◆ **Task objective**
The answer must be every entry, given again word for word.

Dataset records
:::

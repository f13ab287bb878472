//! Accepted credentials
//!
//! The credential set is loaded once at startup and only read afterwards.
//! Lookups are pure: an absent, unknown or disabled credential is denied.

use std::collections::HashMap;

use sha2::{Digest, Sha256};

/// Header carrying the API key
pub const API_KEY_HEADER: &str = "x-api-key";

/// How clients present their credential
#[derive(Debug, Clone, Copy, PartialEq, Eq)]
pub enum AuthScheme {
    /// `X-API-KEY: <key>`
    ApiKey,
    /// `Authorization: Bearer <token>`
    BearerToken,
}

impl AuthScheme {
    pub fn as_str(&self) -> &'static str {
        match self {
            AuthScheme::ApiKey => "api_key",
            AuthScheme::BearerToken => "bearer_token",
        }
    }
}

/// Result of a credential lookup
#[derive(Debug, Clone, Copy, PartialEq, Eq)]
pub enum AuthDecision {
    Allow,
    Deny,
}

/// Accepted credentials, each with an enabled flag
#[derive(Debug, Clone)]
pub struct CredentialSet {
    scheme: AuthScheme,
    entries: HashMap<String, bool>,
}

impl CredentialSet {
    pub fn new(scheme: AuthScheme) -> Self {
        Self {
            scheme,
            entries: HashMap::new(),
        }
    }

    /// Build an API key set where every key is enabled
    pub fn api_keys<I, S>(keys: I) -> Self
    where
        I: IntoIterator<Item = S>,
        S: Into<String>,
    {
        let mut set = Self::new(AuthScheme::ApiKey);
        for key in keys {
            set.insert(key, true);
        }
        set
    }

    /// Build a bearer token set with a single enabled token
    pub fn bearer_token(token: impl Into<String>) -> Self {
        let mut set = Self::new(AuthScheme::BearerToken);
        set.insert(token, true);
        set
    }

    /// Add or replace a credential. A disabled entry shadows an enabled one.
    pub fn insert(&mut self, credential: impl Into<String>, enabled: bool) {
        let credential = credential.into();
        if credential.is_empty() {
            return;
        }
        let entry = self.entries.entry(credential).or_insert(enabled);
        *entry = *entry && enabled;
    }

    pub fn scheme(&self) -> AuthScheme {
        self.scheme
    }

    pub fn is_empty(&self) -> bool {
        self.entries.is_empty()
    }

    /// Number of enabled credentials
    pub fn enabled_count(&self) -> usize {
        self.entries.values().filter(|enabled| **enabled).count()
    }

    /// Check a presented credential
    pub fn authenticate(&self, presented: Option<&str>) -> AuthDecision {
        match presented.and_then(|value| self.entries.get(value)) {
            Some(true) => AuthDecision::Allow,
            _ => AuthDecision::Deny,
        }
    }
}

/// Extract the token from an `Authorization: Bearer` header value
pub fn extract_bearer_token(auth_header: &str) -> Option<&str> {
    auth_header.strip_prefix("Bearer ")
}

/// Short fingerprint of a credential, safe to log
pub fn fingerprint(credential: &str) -> String {
    let mut hasher = Sha256::new();
    hasher.update(credential.as_bytes());
    hex::encode(hasher.finalize())[..12].to_string()
}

:::

◆ **Response to the exercise**
repository f13ab287bb878472
//! Accepted credentials
//!
//! The credential set is loaded once at startup and only read afterwards.
//! Lookups are pure: an absent, unknown or disabled credential is denied.

use std::collections::HashMap;

use sha2::{Digest, Sha256};

/// Header carrying the API key
pub const API_KEY_HEADER: &str = "x-api-key";

/// How clients present their credential
#[derive(Debug, Clone, Copy, PartialEq, Eq)]
pub enum AuthScheme {
    /// `X-API-KEY: <key>`
    ApiKey,
    /// `Authorization: Bearer <token>`
    BearerToken,
}

impl AuthScheme {
    pub fn as_str(&self) -> &'static str {
        match self {
            AuthScheme::ApiKey => "api_key",
            AuthScheme::BearerToken => "bearer_token",
        }
    }
}

/// Result of a credential lookup
#[derive(Debug, Clone, Copy, PartialEq, Eq)]
pub enum AuthDecision {
    Allow,
    Deny,
}

/// Accepted credentials, each with an enabled flag
#[derive(Debug, Clone)]
pub struct CredentialSet {
    scheme: AuthScheme,
    entries: HashMap<String, bool>,
}

impl CredentialSet {
    pub fn new(scheme: AuthScheme) -> Self {
        Self {
            scheme,
            entries: HashMap::new(),
        }
    }

    /// Build an API key set where every key is enabled
    pub fn api_keys<I, S>(keys: I) -> Self
    where
        I: IntoIterator<Item = S>,
        S: Into<String>,
    {
        let mut set = Self::new(AuthScheme::ApiKey);
        for key in keys {
            set.insert(key, true);
        }
        set
    }

    /// Build a bearer token set with a single enabled token
    pub fn bearer_token(token: impl Into<String>) -> Self {
        let mut set = Self::new(AuthScheme::BearerToken);
        set.insert(token, true);
        set
    }

    /// Add or replace a credential. A disabled entry shadows an enabled one.
    pub fn insert(&mut self, credential: impl Into<String>, enabled: bool) {
        let credential = credential.into();
        if credential.is_empty() {
            return;
        }
        let entry = self.entries.entry(credential).or_insert(enabled);
        *entry = *entry && enabled;
    }

    pub fn scheme(&self) -> AuthScheme {
        self.scheme
    }

    pub fn is_empty(&self) -> bool {
        self.entries.is_empty()
    }

    /// Number of enabled credentials
    pub fn enabled_count(&self) -> usize {
        self.entries.values().filter(|enabled| **enabled).count()
    }

    /// Check a presented credential
    pub fn authenticate(&self, presented: Option<&str>) -> AuthDecision {
        match presented.and_then(|value| self.entries.get(value)) {
            Some(true) => AuthDecision::Allow,
            _ => AuthDecision::Deny,
        }
    }
}

/// Extract the token from an `Authorization: Bearer` header value
pub fn extract_bearer_token(auth_header: &str) -> Option<&str> {
    auth_header.strip_prefix("Bearer ")
}

/// Short fingerprint of a credential, safe to log
pub fn fingerprint(credential: &str) -> String {
    let mut hasher = Sha256::new();
    hasher.update(credential.as_bytes());
    hex::encode(hasher.finalize())[..12].to_string()
}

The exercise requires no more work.